As Mark Twain once observed, “history doesn’t repeat itself but it does rhyme.”
With cases of monkeypox spreading throughout Europe and North America, the WHO’s history as a coordinator of global public health responses is certainly rhyming—with the ineptitude and chaos of its early COVID-19 response.
Then, the bureaucratic bungling revolved mainly around the WHO’s obsequious genuflecting to China and endless handwringing over not offending China with the name to be given to the SARS-CoV-2 virus. Now, the bureaucratic bungling revolves around more endless handwringing, this time over not offending African countries over the name of the virus and the disease (monkeypox).
Meanwhile, evidence continues to mount that there is a definite shift in the virus’ pathogenicity.

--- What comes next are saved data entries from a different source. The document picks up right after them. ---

#[macro_use]
pub mod macros;

pub mod convert;
pub mod error;
pub mod ops;
pub mod parse;
pub mod token;
pub mod ty;

// Re-export commonly used items for convenience
pub use tracing;

pub use ops::{Operator, Role};
pub use token::{ArrayToken, Token};
pub use ty::{Relation, TokenType};

// Alias for error types
pub type Error = crate::error::Error;
pub type Result<T> = crate::error::Result<T>;

/// Tolerance used by closeness comparisons when the caller has no better
/// one.
pub const DEFAULT_EPSILON: f64 = 1.0e-9;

Something is definitely different about the monkeypox virus now spreading through Europe. The WHO even says as much within their roundabout descriptions of the spread of monkeypox in Europe vs the ongoing outbreak in Africa. Even their map presents as if there are two different outbreaks ongoing: one in Africa and one outside of Africa.
European Monkeypox Spreads Faster Than African Monkeypox
The most obvious difference between the recorded cases of monkeypox in Europe and North America vs the ongoing outbreak in West and Central Africa is the number of cases.
In the WHO’s most recent Disease Outbreak News bulletin on the global monkeypox outbreak, there are a total of 59 confirmed cases and 1,536 suspected cases of monkeypox within 8 countries in West and Central Africa, along with 72 deaths.
The bulk of the suspected cases as well as the deaths come from the Democratic Republic of the Congo. This is fairly unsurprising, as the Congo River basin is host to a clade of monkeypox known to be more transmissible and more lethal than West African clade found in Nigeria and surrounding countries.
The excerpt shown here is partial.